[GIVEN RECORDS Boundary: Start]

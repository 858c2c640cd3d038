//! Mock banking gateway.
//!
//! Accepts payments synchronously and records them; settlement
//! callbacks are driven by the caller (tests, demo binary) through the
//! saga coordinator. Refusal behavior is switchable to exercise the
//! compensation paths.

use std::sync::RwLock;
use std::sync::atomic::{AtomicBool, AtomicU64, Ordering};

use async_trait::async_trait;

use crate::application::ports::{
    AccountKind, BankingError, BankingPort, PaymentInstruction, SettlementAccount,
};
use crate::domain::shared::{GatewayRef, UserId};

/// Mock implementation of `BankingPort`.
///
/// Suitable for testing and development. Not for production use.
#[derive(Debug, Default)]
pub struct MockBankingGateway {
    accounts: RwLock<Vec<SettlementAccount>>,
    executed: RwLock<Vec<PaymentInstruction>>,
    rejected: RwLock<Vec<GatewayRef>>,
    refuse_payments: AtomicBool,
    refuse_rejections: AtomicBool,
    next_ref: AtomicU64,
}

impl MockBankingGateway {
    /// Create a gateway with no accounts.
    #[must_use]
    pub fn new() -> Self {
        Self::default()
    }

    /// Register a settlement account for a user.
    pub fn register_account(&self, owner_id: UserId, account_number: &str, kind: AccountKind) {
        self.accounts.write().unwrap().push(SettlementAccount {
            owner_id,
            account_number: account_number.to_string(),
            kind,
        });
    }

    /// Make `execute_system_payment` refuse all payments.
    pub fn refuse_payments(&self, refuse: bool) {
        self.refuse_payments.store(refuse, Ordering::SeqCst);
    }

    /// Make `reject_payment` fail.
    pub fn refuse_rejections(&self, refuse: bool) {
        self.refuse_rejections.store(refuse, Ordering::SeqCst);
    }

    /// All accepted payment instructions, in dispatch order.
    #[must_use]
    pub fn executed(&self) -> Vec<PaymentInstruction> {
        self.executed.read().unwrap().clone()
    }

    /// All rollback requests received.
    #[must_use]
    pub fn rejections(&self) -> Vec<GatewayRef> {
        self.rejected.read().unwrap().clone()
    }
}

#[async_trait]
impl BankingPort for MockBankingGateway {
    async fn settlement_account(
        &self,
        user_id: &UserId,
    ) -> Result<Option<SettlementAccount>, BankingError> {
        let accounts = self.accounts.read().unwrap();
        Ok(accounts.iter().find(|a| &a.owner_id == user_id).cloned())
    }

    async fn execute_system_payment(
        &self,
        instruction: PaymentInstruction,
    ) -> Result<GatewayRef, BankingError> {
        if self.refuse_payments.load(Ordering::SeqCst) {
            return Err(BankingError::PaymentRefused {
                reason: "refused by mock configuration".to_string(),
            });
        }

        let n = self.next_ref.fetch_add(1, Ordering::SeqCst);
        self.executed.write().unwrap().push(instruction);
        Ok(GatewayRef::new(format!("mock-gw-{n}")))
    }

    async fn reject_payment(&self, reference: &GatewayRef) -> Result<(), BankingError> {
        if self.refuse_rejections.load(Ordering::SeqCst) {
            return Err(BankingError::RejectionRefused {
                reference: reference.to_string(),
                reason: "refused by mock configuration".to_string(),
            });
        }
        self.rejected.write().unwrap().push(reference.clone());
        Ok(())
    }
}

#[cfg(test)]
mod tests {
    use super::*;
    use crate::domain::shared::Money;

    fn account(user: &str) -> SettlementAccount {
        SettlementAccount {
            owner_id: UserId::new(user),
            account_number: format!("acct-{user}"),
            kind: AccountKind::Personal,
        }
    }

    fn instruction() -> PaymentInstruction {
        PaymentInstruction {
            sender: account("buyer-1"),
            receiver: account("seller-1"),
            amount: Money::from_units(100),
            code: "289".to_string(),
            purpose: "test".to_string(),
            reference: "pay-1".to_string(),
            client_id: UserId::new("buyer-1"),
        }
    }

    #[tokio::test]
    async fn account_lookup() {
        let gateway = MockBankingGateway::new();
        gateway.register_account(UserId::new("seller-1"), "acct-1", AccountKind::Personal);

        let found = gateway
            .settlement_account(&UserId::new("seller-1"))
            .await
            .unwrap();
        assert!(found.is_some());

        let missing = gateway
            .settlement_account(&UserId::new("nobody"))
            .await
            .unwrap();
        assert!(missing.is_none());
    }

    #[tokio::test]
    async fn payments_record_and_get_unique_refs() {
        let gateway = MockBankingGateway::new();

        let a = gateway.execute_system_payment(instruction()).await.unwrap();
        let b = gateway.execute_system_payment(instruction()).await.unwrap();

        assert_ne!(a, b);
        assert_eq!(gateway.executed().len(), 2);
    }

    #[tokio::test]
    async fn refusal_mode_blocks_payments() {
        let gateway = MockBankingGateway::new();
        gateway.refuse_payments(true);

        let result = gateway.execute_system_payment(instruction()).await;
        assert!(matches!(result, Err(BankingError::PaymentRefused { .. })));
        assert!(gateway.executed().is_empty());
    }

    #[tokio::test]
    async fn rejections_are_recorded_or_refused() {
        let gateway = MockBankingGateway::new();
        let reference = GatewayRef::new("mock-gw-0");

        gateway.reject_payment(&reference).await.unwrap();
        assert_eq!(gateway.rejections(), vec![reference.clone()]);

        gateway.refuse_rejections(true);
        let result = gateway.reject_payment(&reference).await;
        assert!(matches!(result, Err(BankingError::RejectionRefused { .. })));
    }
}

[GIVEN RECORDS Boundary: End]

## TASK DIRECTIONS
Pick each line holding the word "push" out of the data and copy it.

## SOLVED PROBLEM
        self.accounts.write().unwrap().push(SettlementAccount {
        self.executed.write().unwrap().push(instruction);
        self.rejected.write().unwrap().push(reference.clone());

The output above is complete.